Reason why I applied this was to improve wireless transfer speeds with my NAS.
Fast-Classifier with Shorcut-FE only. Obtained from Dissent1's RFC commit.

EDIT:
Pasting my Bufferbloat results (8 Streams Down, 4 Streams up [as much as my cable connection will alow]; High Res Bufferbloat, 30 Secs Upload and Download, Dodge Compression Enabled). Don't know if this will help, @moeller0. Relatively quiet network allowed me to test further. Fast-Classifier Debug info rose to 3800+ in 3 hrs with around 2 active clients at the moment. @philjohn

(ignore the A+ forgot to change it a while ago prior to upgrading when it was still 5mbps max)

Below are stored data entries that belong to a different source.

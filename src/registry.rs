//! Participant identity and registration bookkeeping.

use std::collections::HashSet;

use parking_lot::RwLock;
use serde::{Deserialize, Serialize};

#[derive(Clone, Debug, PartialEq, Eq, Hash, PartialOrd, Ord, Serialize, Deserialize)]
pub struct ParticipantId(pub String);

impl ParticipantId {
    pub fn new(id: impl Into<String>) -> Self {
        Self(id.into())
    }
}

impl std::fmt::Display for ParticipantId {
    fn fmt(&self, f: &mut std::fmt::Formatter<'_>) -> std::fmt::Result {
        write!(f, "{}", self.0)
    }
}

#[derive(Clone, Copy, Debug, PartialEq, Eq)]
pub enum Role {
    Household,
    Producer,
    Storage,
}

/// How many agents of each role the orchestrator should wait for before
/// starting the first round (see `RoundOrchestrator::await_registration`).
#[derive(Clone, Copy, Debug, Default)]
pub struct ExpectedAgents {
    pub households: usize,
    pub producers: usize,
    pub storage: usize,
}

/// Tracks which participants exist and, within the current round, which of
/// them have reported a status. Analogous to the original's
/// `known_households`/`known_producers`/`known_storage` sets plus
/// `status_seen_round[R]`.
#[derive(Default)]
pub struct ParticipantRegistry {
    households: RwLock<HashSet<ParticipantId>>,
    producers: RwLock<HashSet<ParticipantId>>,
    storage: RwLock<HashSet<ParticipantId>>,
    /// Storage units registered with `emergency_only = true`. Set once at
    /// registration (spec.md §6's `register_storage` payload) and consulted
    /// by `auction::AuctionEngine::classify`, which applies different
    /// seller/buyer thresholds to emergency-only units.
    emergency_only_storage: RwLock<HashSet<ParticipantId>>,
    status_seen: RwLock<HashSet<ParticipantId>>,
}

impl ParticipantRegistry {
    pub fn new() -> Self {
        Self::default()
    }

    pub fn register(&self, id: ParticipantId, role: Role) {
        match role {
            Role::Household => self.households.write().insert(id),
            Role::Producer => self.producers.write().insert(id),
            Role::Storage => self.storage.write().insert(id),
        };
    }

    pub fn role_of(&self, id: &ParticipantId) -> Option<Role> {
        if self.households.read().contains(id) {
            Some(Role::Household)
        } else if self.producers.read().contains(id) {
            Some(Role::Producer)
        } else if self.storage.read().contains(id) {
            Some(Role::Storage)
        } else {
            None
        }
    }

    pub fn households(&self) -> Vec<ParticipantId> {
        let mut v: Vec<_> = self.households.read().iter().cloned().collect();
        v.sort();
        v
    }

    pub fn producers(&self) -> Vec<ParticipantId> {
        let mut v: Vec<_> = self.producers.read().iter().cloned().collect();
        v.sort();
        v
    }

    pub fn storage(&self) -> Vec<ParticipantId> {
        let mut v: Vec<_> = self.storage.read().iter().cloned().collect();
        v.sort();
        v
    }

    pub fn mark_emergency_only_storage(&self, id: ParticipantId) {
        self.emergency_only_storage.write().insert(id);
    }

    pub fn is_emergency_only_storage(&self, id: &ParticipantId) -> bool {
        self.emergency_only_storage.read().contains(id)
    }

    pub fn emergency_only_storage_ids(&self) -> HashSet<ParticipantId> {
        self.emergency_only_storage.read().clone()
    }

    pub fn counts_meet(&self, expected: ExpectedAgents) -> bool {
        self.households.read().len() >= expected.households
            && self.producers.read().len() >= expected.producers
            && self.storage.read().len() >= expected.storage
    }

    /// Marks a participant as having reported status this round. Cleared by
    /// [`Self::reset_status_seen`] at the start of the next round.
    pub fn mark_status_seen(&self, id: ParticipantId) {
        self.status_seen.write().insert(id);
    }

    pub fn has_reported_status(&self, id: &ParticipantId) -> bool {
        self.status_seen.read().contains(id)
    }

    pub fn status_seen_count(&self) -> usize {
        self.status_seen.read().len()
    }

    pub fn total_known(&self) -> usize {
        self.households.read().len() + self.producers.read().len() + self.storage.read().len()
    }

    pub fn reset_status_seen(&self) {
        self.status_seen.write().clear();
    }
}

#[cfg(test)]
mod tests {
    use super::*;

    #[test]
    fn registry_tracks_role_membership() {
        let reg = ParticipantRegistry::new();
        reg.register(ParticipantId::new("household-1"), Role::Household);
        reg.register(ParticipantId::new("producer-1"), Role::Producer);
        assert_eq!(
            reg.role_of(&ParticipantId::new("household-1")),
            Some(Role::Household)
        );
        assert_eq!(reg.role_of(&ParticipantId::new("unknown")), None);
    }

    #[test]
    fn counts_meet_requires_every_role_satisfied() {
        let reg = ParticipantRegistry::new();
        reg.register(ParticipantId::new("household-1"), Role::Household);
        let expected = ExpectedAgents {
            households: 1,
            producers: 1,
            storage: 0,
        };
        assert!(!reg.counts_meet(expected));
        reg.register(ParticipantId::new("producer-1"), Role::Producer);
        assert!(reg.counts_meet(expected));
    }

    #[test]
    fn status_seen_resets_between_rounds() {
        let reg = ParticipantRegistry::new();
        let id = ParticipantId::new("household-1");
        reg.mark_status_seen(id.clone());
        assert!(reg.has_reported_status(&id));
        reg.reset_status_seen();
        assert!(!reg.has_reported_status(&id));
    }
}
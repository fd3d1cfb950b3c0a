//! The round state machine: `Idle -> CollectStatus -> Classify -> AuctionOpen
//! -> AuctionClosed -> ExternalGrid -> Record -> Sleep -> Idle`.
//!
//! Grounded on `original_source/agents/grid_node/orchestrator.py`'s round
//! body and on the teacher's `scheduler::Scheduler::on_tick` for the overall
//! shape of a periodic, instrumented, async driving loop. Inbound message
//! handling mirrors `original_source/agents/grid_node/receivers.py`; the
//! startup barrier mirrors `original_source/agents/grid_node/startup.py`.

use std::collections::HashMap;
use std::sync::Arc;
use std::time::Duration;

use parking_lot::Mutex;
use rand::rngs::StdRng;
use rand::SeedableRng;
use tokio::time::{sleep, timeout, Instant};
use tracing::{info, warn, Instrument};

use crate::auction::{AuctionEngine, FULL_MATCH_THRESHOLD_PCT};
use crate::capacity::CapacityEnforcer;
use crate::config::ScenarioConfig;
use crate::events::{Event, EventKind, EventSink};
use crate::external_grid::ExternalGridAdapter;
use crate::failure::FailureController;
use crate::ledger::RoundLedger;
use crate::logger::round_span;
use crate::messaging::{
    CallForOffers, ControlCommand, EnvironmentUpdate, Message, MessageBus, OfferAccept,
};
use crate::performance::{PerformanceTracker, RoundRecord};
use crate::registry::{ExpectedAgents, ParticipantId, ParticipantRegistry, Role};
use crate::state::{HouseholdState, ProducerState, StateStore, StorageState};
use crate::time::{RoundClock, SimulatedTime};

pub const COORDINATOR_ID: &str = "coordinator";

/// Everything the round loop needs, grouped so `main.rs` only has to build
/// one value.
pub struct RoundOrchestrator {
    config: ScenarioConfig,
    registry: Arc<ParticipantRegistry>,
    state: Arc<StateStore>,
    bus: Arc<MessageBus>,
    sink: Arc<dyn EventSink>,
    clock: RoundClock,
    capacity: CapacityEnforcer,
    failure: FailureController,
    performance: Mutex<PerformanceTracker>,
    external_grid: Mutex<ExternalGridAdapter>,
    sim_time: Mutex<SimulatedTime>,
    rng: Mutex<StdRng>,
    coordinator_id: ParticipantId,
}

The offloaded count of 3338 in debug_info shows that it's working.

Check that number keeps increasing, but looks like you're good to go.

Interesting.
Which dissent1's version have you applied to which branch? And was SQM enabled on WAN interface?

A.
I tried this pull request with lede-17.01 branch with SQM applied to WAN, but they didn't work together well.

B.a)
Current gwlim's version when only fast-classifier compiled with SQM@WAN:

  • it only "accelerated" 1 out of 2 separated VPN connection (don't ask why :slight_smile: )

B.b)
Current gwlim's version with both fast-classifier and shortcut-fe-cm compiled and SQM@WAN and rmmod shortcut-fe-cm (!!!):

  • both separated VPN connections were accelerated :slight_smile:

So, for now, I added this into rc.local with B.b) gwlim's version:

echo 1 > /sys/fast_classifier/skip_to_bridge_ingress
rmmod shortcut-fe-cm

Thanks for both of you your work!

EDIT: It turned out that both B.a) and B.b) is wrong with gwlim's patch.

1 Like